§ **WORK ITEM**
Search the data for the string "writer" and copy each line where it turns up.

§ **INPUT RECORDS**

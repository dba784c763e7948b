//! Flat observation tables and their CSV encoding.
//!
//! Every connector ends in a [`Table`]: an ordered list of column names and
//! rows of [`Cell`]s of the same width. Tables are written with a header row
//! and no index column.

use std::fmt;
use std::io::{Read, Write};
use std::path::Path;

use crate::types::{StatError, StatResult};

/// A single table value.
#[derive(Debug, Clone, PartialEq)]
pub enum Cell {
    Null,
    Int(i64),
    Float(f64),
    Text(String),
}

impl Cell {
    pub fn text(s: impl Into<String>) -> Self {
        Cell::Text(s.into())
    }

    pub fn is_null(&self) -> bool {
        matches!(self, Cell::Null)
    }

    pub fn as_str(&self) -> Option<&str> {
        match self {
            Cell::Text(s) => Some(s),
            _ => None,
        }
    }

    pub fn as_f64(&self) -> Option<f64> {
        match self {
            Cell::Int(v) => Some(*v as f64),
            Cell::Float(v) => Some(*v),
            _ => None,
        }
    }

    /// Convert a JSON scalar. Nested arrays and objects become compact JSON text.
    pub fn from_json(value: &serde_json::Value) -> Self {
        use serde_json::Value;
        match value {
            Value::Null => Cell::Null,
            Value::Bool(b) => Cell::Text(b.to_string()),
            Value::Number(n) => match n.as_i64() {
                Some(i) => Cell::Int(i),
                None => n.as_f64().map(Cell::Float).unwrap_or(Cell::Null),
            },
            Value::String(s) => Cell::Text(s.clone()),
            other => Cell::Text(other.to_string()),
        }
    }

    /// Infer a cell from CSV text. Empty fields read back as null.
    pub fn parse(field: &str) -> Self {
        if field.is_empty() {
            return Cell::Null;
        }
        if let Ok(i) = field.parse::<i64>() {
            return Cell::Int(i);
        }
        // "nan"/"inf" parse as floats but are labels here
        if field.bytes().any(|b| b.is_ascii_digit()) {
            if let Ok(f) = field.parse::<f64>() {
                return Cell::Float(f);
            }
        }
        Cell::Text(field.to_string())
    }
}

impl fmt::Display for Cell {
    fn fmt(&self, f: &mut fmt::Formatter<'_>) -> fmt::Result {
        match self {
            Cell::Null => Ok(()),
            Cell::Int(v) => write!(f, "{v}"),
            Cell::Float(v) => {
                let s = v.to_string();
                if v.is_finite() && !s.contains('.') && !s.contains('e') {
                    write!(f, "{s}.0")
                } else {
                    f.write_str(&s)
                }
            }
            Cell::Text(s) => f.write_str(s),
        }
    }
}

impl From<&str> for Cell {
    fn from(s: &str) -> Self {
        Cell::Text(s.to_string())
    }
}

impl From<String> for Cell {
    fn from(s: String) -> Self {
        Cell::Text(s)
    }
}

impl From<f64> for Cell {
    fn from(v: f64) -> Self {
        Cell::Float(v)
    }
}

impl From<Option<String>> for Cell {
    fn from(v: Option<String>) -> Self {
        v.map(Cell::Text).unwrap_or(Cell::Null)
    }
}

/// A row-per-observation table.
#[derive(Debug, Clone, Default, PartialEq)]
pub struct Table {
    columns: Vec<String>,
    rows: Vec<Vec<Cell>>,
}

impl Table {
    /// Create an empty table with the given columns.
    pub fn new<S: Into<String>>(columns: impl IntoIterator<Item = S>) -> Self {
        Self {
            columns: columns.into_iter().map(Into::into).collect(),
            rows: Vec::new(),
        }
    }

    pub fn columns(&self) -> &[String] {
        &self.columns
    }

    pub fn rows(&self) -> &[Vec<Cell>] {
        &self.rows
    }

    /// Number of rows.
    pub fn len(&self) -> usize {
        self.rows.len()
    }

    pub fn is_empty(&self) -> bool {
        self.rows.is_empty()
    }

    /// Append a row. Its width must match the column count.
    pub fn push_row(&mut self, row: Vec<Cell>) -> StatResult<()> {
        if row.len() != self.columns.len() {
            return Err(StatError::Shape(format!(
                "row has {} cells, table has {} columns",
                row.len(),
                self.columns.len()
            )));
        }
        self.rows.push(row);
        Ok(())
    }

    pub fn column_index(&self, name: &str) -> Option<usize> {
        self.columns.iter().position(|c| c == name)
    }

    /// All values of one column, top to bottom.
    pub fn column(&self, name: &str) -> Option<Vec<&Cell>> {
        let idx = self.column_index(name)?;
        Some(self.rows.iter().map(|r| &r[idx]).collect())
    }

    /// Keep only the rows for which `keep` returns true.
    pub fn retain_rows(&mut self, mut keep: impl FnMut(&[Cell]) -> bool) {
        self.rows.retain(|r| keep(r));
    }

    /// Stack tables that share the same columns.
    pub fn concat(tables: impl IntoIterator<Item = Table>) -> StatResult<Table> {
        let mut iter = tables.into_iter();
        let Some(mut out) = iter.next() else {
            return Ok(Table::default());
        };
        for table in iter {
            if table.columns != out.columns {
                return Err(StatError::Shape(format!(
                    "cannot concatenate tables with columns {:?} and {:?}",
                    out.columns, table.columns
                )));
            }
            out.rows.extend(table.rows);
        }
        Ok(out)
    }

    /// Write the table as CSV to any writer.
    pub fn write_csv_to<W: Write>(&self, writer: W) -> StatResult<()> {
        let mut wtr = csv::Writer::from_writer(writer);
        wtr.write_record(&self.columns)?;
        for row in &self.rows {
            wtr.write_record(row.iter().map(|c| c.to_string()))?;
        }
        wtr.flush()?;
        Ok(())
    }

    /// Write the table to `path`, creating parent directories.
    pub fn write_csv(&self, path: &Path) -> StatResult<()> {
        if let Some(parent) = path.parent() {
            std::fs::create_dir_all(parent)?;
        }
        let file = std::fs::File::create(path)?;
        self.write_csv_to(file)
    }

    pub fn to_csv_string(&self) -> StatResult<String> {
        let mut buf = Vec::new();
        self.write_csv_to(&mut buf)?;
        String::from_utf8(buf).map_err(|e| StatError::Parse(e.to_string()))
    }

    /// Read a table back from CSV, inferring numeric cells.
    pub fn read_csv_from<R: Read>(reader: R) -> StatResult<Table> {
        let mut rdr = csv::Reader::from_reader(reader);
        let columns: Vec<String> = rdr.headers()?.iter().map(str::to_string).collect();
        let mut table = Table::new(columns);
        for record in rdr.records() {
            let record = record?;
            table.push_row(record.iter().map(Cell::parse).collect())?;
        }
        Ok(table)
    }

    pub fn read_csv(path: &Path) -> StatResult<Table> {
        let file = std::fs::File::open(path)?;
        Self::read_csv_from(file)
    }
}

#[cfg(test)]
mod tests {
    use super::*;

    fn sample() -> Table {
        let mut t = Table::new(["geo", "time", "Value"]);
        t.push_row(vec!["Germany".into(), "2019".into(), Cell::Float(3.5)])
            .unwrap();
        t.push_row(vec!["France, metropolitan".into(), "2019".into(), Cell::Null])
            .unwrap();
        t
    }

    #[test]
    fn test_float_display() {
        assert_eq!(Cell::Float(1234.0).to_string(), "1234.0");
        assert_eq!(Cell::Float(0.25).to_string(), "0.25");
        assert_eq!(Cell::Int(7).to_string(), "7");
        assert_eq!(Cell::Null.to_string(), "");
    }

    #[test]
    fn test_push_row_width_mismatch() {
        let mut t = Table::new(["a", "b"]);
        assert!(t.push_row(vec![Cell::Int(1)]).is_err());
        assert!(t.is_empty());
    }

    #[test]
    fn test_csv_string_quotes_commas() {
        let csv = sample().to_csv_string().unwrap();
        assert_eq!(
            csv,
            "geo,time,Value\nGermany,2019,3.5\n\"France, metropolitan\",2019,\n"
        );
    }

    #[test]
    fn test_file_roundtrip_keeps_shape() {
        let dir = tempfile::tempdir().unwrap();
        let path = dir.path().join("nested").join("t.csv");
        let table = sample();
        table.write_csv(&path).unwrap();

        let loaded = Table::read_csv(&path).unwrap();
        assert_eq!(loaded.columns(), table.columns());
        assert_eq!(loaded.len(), table.len());
        // numeric strings come back typed
        assert_eq!(loaded.rows()[0][1], Cell::Int(2019));
        assert_eq!(loaded.rows()[0][2], Cell::Float(3.5));
        assert!(loaded.rows()[1][2].is_null());
    }

    #[test]
    fn test_parse_keeps_word_labels() {
        assert_eq!(Cell::parse("nan"), Cell::Text("nan".to_string()));
        assert_eq!(Cell::parse("-1.5"), Cell::Float(-1.5));
    }

    #[test]
    fn test_concat_rejects_mismatched_columns() {
        let a = Table::new(["x"]);
        let b = Table::new(["y"]);
        assert!(Table::concat([a, b]).is_err());
        assert!(Table::concat(Vec::new()).unwrap().is_empty());
    }

    #[test]
    fn test_from_json_nested() {
        let v = serde_json::json!({"id": "1A", "value": "x"});
        assert_eq!(Cell::from_json(&v), Cell::Text(r#"{"id":"1A","value":"x"}"#.to_string()));
        assert_eq!(Cell::from_json(&serde_json::json!(12)), Cell::Int(12));
        assert_eq!(Cell::from_json(&serde_json::json!(1.5)), Cell::Float(1.5));
    }
}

§ **ANSWER SECTION**
    /// Write the table as CSV to any writer.
    pub fn write_csv_to<W: Write>(&self, writer: W) -> StatResult<()> {
        let mut wtr = csv::Writer::from_writer(writer);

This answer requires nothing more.